What is Income Protection insurance and do I need it?
Despite our optimism, accidents and illness can happen without warning.
To ensure that you won’t be left struggling to make ends meet during such times, having your income protected is essential for making sure monthly mortgage payments and household bills remain on track even when life takes an unexpected turn.
As of 6th April 2023, Statutory sick pay increased from £99.35 a week to £109.40 per week and is paid for a maximum of 28 weeks. This is paid by your employer and there are certain criteria you need to meet to qualify. However, receiving this money may not be sufficient enough to cover all your bills and mortgage payments, which is where an income protection policy can fill a shortfall.
If you are self-employed, then you may not be entitled to anything, making income protection more vital.

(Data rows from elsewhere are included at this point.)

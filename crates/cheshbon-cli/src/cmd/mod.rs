use anyhow::Result;

use crate::args::{Cli, Command};

mod diff;
mod doctor;
mod validate;

pub fn dispatch(cli: Cli) -> Result<u8> {
    match cli.command {
        Command::Diff {
            from,
            to,
            from_registry,
            to_registry,
            bindings,
            raw_schema,
            report,
            out,
        } => diff::run(
            &from,
            &to,
            from_registry.as_deref(),
            to_registry.as_deref(),
            bindings.as_deref(),
            raw_schema.as_deref(),
            report,
            out.as_deref(),
        ),
        Command::Validate {
            spec,
            registry,
            bindings,
            raw_schema,
        } => validate::run(
            &spec,
            registry.as_deref(),
            bindings.as_deref(),
            raw_schema.as_deref(),
        ),
        Command::Doctor {
            report,
            from,
            to,
            from_registry,
            to_registry,
            bindings,
            raw_schema,
            strict,
        } => doctor::run(
            &report,
            &from,
            &to,
            from_registry.as_deref(),
            to_registry.as_deref(),
            bindings.as_deref(),
            raw_schema.as_deref(),
            strict,
        ),
    }
}
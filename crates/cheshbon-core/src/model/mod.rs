//! Cheshbon data models.
//!
//! Strongly-typed representations of the wire formats the engine consumes:
//! mapping specifications, transform registries, bindings, and raw schemas.
//!
//! Design rules (carried from the canonicalization contract):
//! - Every entity is immutable after construction; "mutation" derives a new
//!   value (see `TransformEntry::add_history_entry`).
//! - Canonical bytes for hashing are produced by `crate::canonical`, never
//!   by default serde formatting.
//! - Validation happens at parse time; a constructed value is always valid.

pub mod bindings;
pub mod compat;
pub mod registry;
pub mod spec;

pub use bindings::{Bindings, RawColumn, RawSchema};
pub use compat::{parse_spec, ParsedSpec};
pub use registry::{ImplFingerprint, Signature, TransformEntry, TransformHistory, TransformRegistry};
pub use spec::{ConstraintNode, DerivedVariable, MappingSpec, SourceColumn};
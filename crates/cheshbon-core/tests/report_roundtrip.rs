//! All-details report round-trips: build, emit canonical bytes, re-check
//! with the doctor, and make sure tampering is caught.

use cheshbon_core::api::{diff_all_details, DiffInputs};
use cheshbon_core::canonical::canonical_dumps;
use cheshbon_core::model::bindings::Bindings;
use cheshbon_core::model::compat::parse_spec;
use cheshbon_core::model::registry::TransformRegistry;
use cheshbon_core::model::spec::MappingSpec;
use cheshbon_core::report::contract::ReportCaps;
use cheshbon_core::report::doctor::{run_doctor, DoctorInputs, DoctorMode};
use serde_json::{json, Value};

fn spec(value: Value) -> MappingSpec {
    parse_spec(&value).unwrap().spec
}

struct Fixture {
    v1: MappingSpec,
    v2: MappingSpec,
    registry_v1: TransformRegistry,
    registry_v2: TransformRegistry,
    bindings: Bindings,
    raw_schema: Value,
}

fn fixture() -> Fixture {
    let base = json!({
        "spec_version": "1", "study_id": "S1", "source_table": "DM",
        "sources": [
            {"id": "s:SUBJID", "name": "SUBJID", "type": "string"},
            {"id": "s:SEX_RAW", "name": "SEX", "type": "string"}
        ],
        "derived": [
            {"id": "d:USUBJID", "name": "USUBJID", "type": "string",
             "transform_ref": "t:direct_copy", "inputs": ["s:SUBJID"]},
            {"id": "d:SEX", "name": "SEX", "type": "string",
             "transform_ref": "t:ct_map", "inputs": ["s:SEX_RAW"],
             "params": {"map": {"M": "M", "F": "F"}}},
            {"id": "d:SEX_CDISC", "name": "SEX_CDISC", "type": "string",
             "transform_ref": "t:direct_copy", "inputs": ["d:SEX"]}
        ],
        "constraints": [
            {"id": "c:SEX_KNOWN", "name": "sex is known", "inputs": ["d:SEX"],
             "expression": "SEX in ('M', 'F')"}
        ]
    });
    let mut changed = base.clone();
    changed["derived"][1]["params"] = json!({"map": {"M": "M", "F": "F", "U": "UNKNOWN"}});

    let transform = |id: &str, digest: char| {
        json!({
            "id": id, "version": "1.0.0", "kind": "builtin",
            "signature": {"inputs": ["string"], "output": "string"},
            "impl_fingerprint": {
                "algo": "sha256", "source": "builtin",
                "ref": format!("builtin/{}", id.trim_start_matches("t:")),
                "digest": digest.to_string().repeat(64)
            }
        })
    };
    let registry_value = json!({
        "registry_version": "1",
        "transforms": [transform("t:direct_copy", 'a'), transform("t:ct_map", 'c')]
    });

    Fixture {
        v1: spec(base),
        v2: spec(changed),
        registry_v1: TransformRegistry::from_value(&registry_value).unwrap(),
        registry_v2: TransformRegistry::from_value(&registry_value).unwrap(),
        bindings: Bindings {
            table: "DM".to_string(),
            bindings: [
                ("SUBJID".to_string(), "s:SUBJID".to_string()),
                ("SEX".to_string(), "s:SEX_RAW".to_string()),
            ]
            .into(),
        },
        raw_schema: json!({
            "table": "DM",
            "columns": [
                {"name": "SUBJID", "type": "string"},
                {"name": "SEX", "type": "string"}
            ]
        }),
    }
}

fn build_report(f: &Fixture, caps: Option<ReportCaps>) -> Value {
    diff_all_details(
        &DiffInputs {
            spec_v1: &f.v1,
            spec_v2: &f.v2,
            registry_v1: Some(&f.registry_v1),
            registry_v2: Some(&f.registry_v2),
            bindings_v2: Some(&f.bindings),
        },
        Some(&f.raw_schema),
        caps,
    )
    .unwrap()
}

fn doctor_inputs(f: &Fixture) -> DoctorInputs<'_> {
    DoctorInputs {
        spec_v1: &f.v1,
        spec_v2: &f.v2,
        registry_v1: Some(&f.registry_v1),
        registry_v2: Some(&f.registry_v2),
        bindings_v2: Some(&f.bindings),
        raw_schema: Some(&f.raw_schema),
    }
}

#[test]
fn repeated_builds_are_byte_identical() {
    let f = fixture();
    let a = canonical_dumps(&build_report(&f, None)).unwrap();
    let b = canonical_dumps(&build_report(&f, None)).unwrap();
    assert_eq!(a, b);
}

#[test]
fn canonical_report_survives_pretty_printing() {
    // A report written pretty and re-parsed verifies identically: the
    // doctor hashes parses, not bytes.
    let f = fixture();
    let report = build_report(&f, None);
    let pretty = serde_json::to_string_pretty(&report).unwrap();
    let reparsed: Value = serde_json::from_str(&pretty).unwrap();
    let verdict = run_doctor(&reparsed, &doctor_inputs(&f), DoctorMode::Strict);
    assert!(verdict.ok, "clauses: {:?}", verdict.clauses);
}

#[test]
fn full_fixture_passes_doctor_in_both_modes() {
    let f = fixture();
    let report = build_report(&f, None);
    for mode in [DoctorMode::Sample, DoctorMode::Strict] {
        let verdict = run_doctor(&report, &doctor_inputs(&f), mode);
        assert!(verdict.ok, "mode {:?}: {:?}", mode, verdict.clauses);
        let witness_clause = verdict
            .clauses
            .iter()
            .find(|c| c.id == "witness_invariants")
            .unwrap();
        assert!(witness_clause.details.contains_key("distance_check_mode"));
    }
}

#[test]
fn capped_report_accounts_for_omissions_and_verifies() {
    let f = fixture();
    let caps = ReportCaps {
        max_witnesses: 1,
        ..ReportCaps::default()
    };
    let report = build_report(&f, Some(caps));
    let witnesses = report["details"]["witnesses"].as_object().unwrap();
    assert_eq!(witnesses.len(), 1);
    let omissions = report["details"]["omissions"].as_array().unwrap();
    let witness_omission = omissions
        .iter()
        .find(|o| o["path"] == json!("details.witnesses"))
        .unwrap();
    assert_eq!(
        witness_omission["actual"].as_u64().unwrap()
            - witness_omission["cap"].as_u64().unwrap(),
        witness_omission["omitted_count"].as_u64().unwrap()
    );

    // The doctor accepts the truncation because it is honestly accounted.
    let verdict = run_doctor(&report, &doctor_inputs(&f), DoctorMode::Sample);
    assert!(verdict.ok, "clauses: {:?}", verdict.clauses);
}

#[test]
fn dishonest_omission_is_rejected() {
    let f = fixture();
    let caps = ReportCaps {
        max_witnesses: 1,
        ..ReportCaps::default()
    };
    let mut report = build_report(&f, Some(caps));
    report["details"]["omissions"][0]["omitted_count"] = json!(0);
    let verdict = run_doctor(&report, &doctor_inputs(&f), DoctorMode::Sample);
    let accounting = verdict
        .clauses
        .iter()
        .find(|c| c.id == "accounting_invariants")
        .unwrap();
    assert!(!accounting.ok);
}

#[test]
fn swapped_input_flips_input_and_core_digests() {
    let f = fixture();
    let report = build_report(&f, None);

    // Re-check against a different v2 spec than the report was built from.
    let mut other = fixture();
    let mut raw = serde_json::json!({
        "spec_version": "1", "study_id": "S1", "source_table": "DM",
        "sources": [{"id": "s:SUBJID", "name": "SUBJID", "type": "string"}],
        "derived": [{
            "id": "d:USUBJID", "name": "USUBJID", "type": "string",
            "transform_ref": "t:direct_copy", "inputs": ["s:SUBJID"]
        }]
    });
    raw["study_id"] = json!("S2");
    other.v2 = spec(raw);

    let verdict = run_doctor(&report, &doctor_inputs(&other), DoctorMode::Sample);
    assert!(!verdict.ok);
    let failed: Vec<&str> = verdict
        .clauses
        .iter()
        .filter(|c| !c.ok)
        .map(|c| c.id.as_str())
        .collect();
    assert!(failed.contains(&"inputs_digest"));
    assert!(failed.contains(&"core_digest"));
}

#[test]
fn report_includes_issue_backed_witness_links() {
    // Remove a binding so d:SEX carries a MISSING_BINDING witness with an
    // issue link and no event links.
    let mut f = fixture();
    f.bindings.bindings.remove("SEX");
    let report = build_report(&f, None);
    let witness = &report["details"]["witnesses"]["d:SEX"];
    assert_eq!(witness["reason"], json!("MISSING_BINDING"));
    assert_eq!(witness["distance"], json!(1));
    assert!(witness["triggering_event_ids"].as_array().unwrap().is_empty());
    assert_eq!(witness["triggering_issue_ids"].as_array().unwrap().len(), 1);

    let verdict = run_doctor(&report, &doctor_inputs(&f), DoctorMode::Strict);
    assert!(verdict.ok, "clauses: {:?}", verdict.clauses);
}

When taking out an income protection policy, there some factors to consider, which is why using one of our advisors could save you time and money and be sure you have the correct policy for you.
Employer Benefits
Depending on your employment type, you might receive sick pay through work. This will need to be considered when recommending your cover as this may void your policy, if you are receiving more income being off work than at work.
Deferred Periods
This is set depending on your personal circumstances. If you are receiving sick pay from work for the first 6 months, then you wont need an income protection policy to start instantly, as this may void your policy.
We have the option to defer your policy and start when you feel necessary, and this can anything from one month to twelve months. The sooner the policy is set to start can make your premiums more expensive.
If you have sufficient emergency funds, then this may tie you over for the first few months of being off work.
Income Amount
This will vary between providers, but most will usually give you anything between 50% to 70% of your income.
Occupation
Another factor to consider is your occupation. Depending on what you do for work, could limit or make changes to the policy we apply for. Providers rate the risk of your job on a scale of classes from one to four. One being lower risk, office-based or limited business miles and four being higher risk, heavy manual work, or bar work.
A full medical application will be required for the underwriters to assess you, and these questions are about your health and lifestyle as well as a few questions about your daily work activities.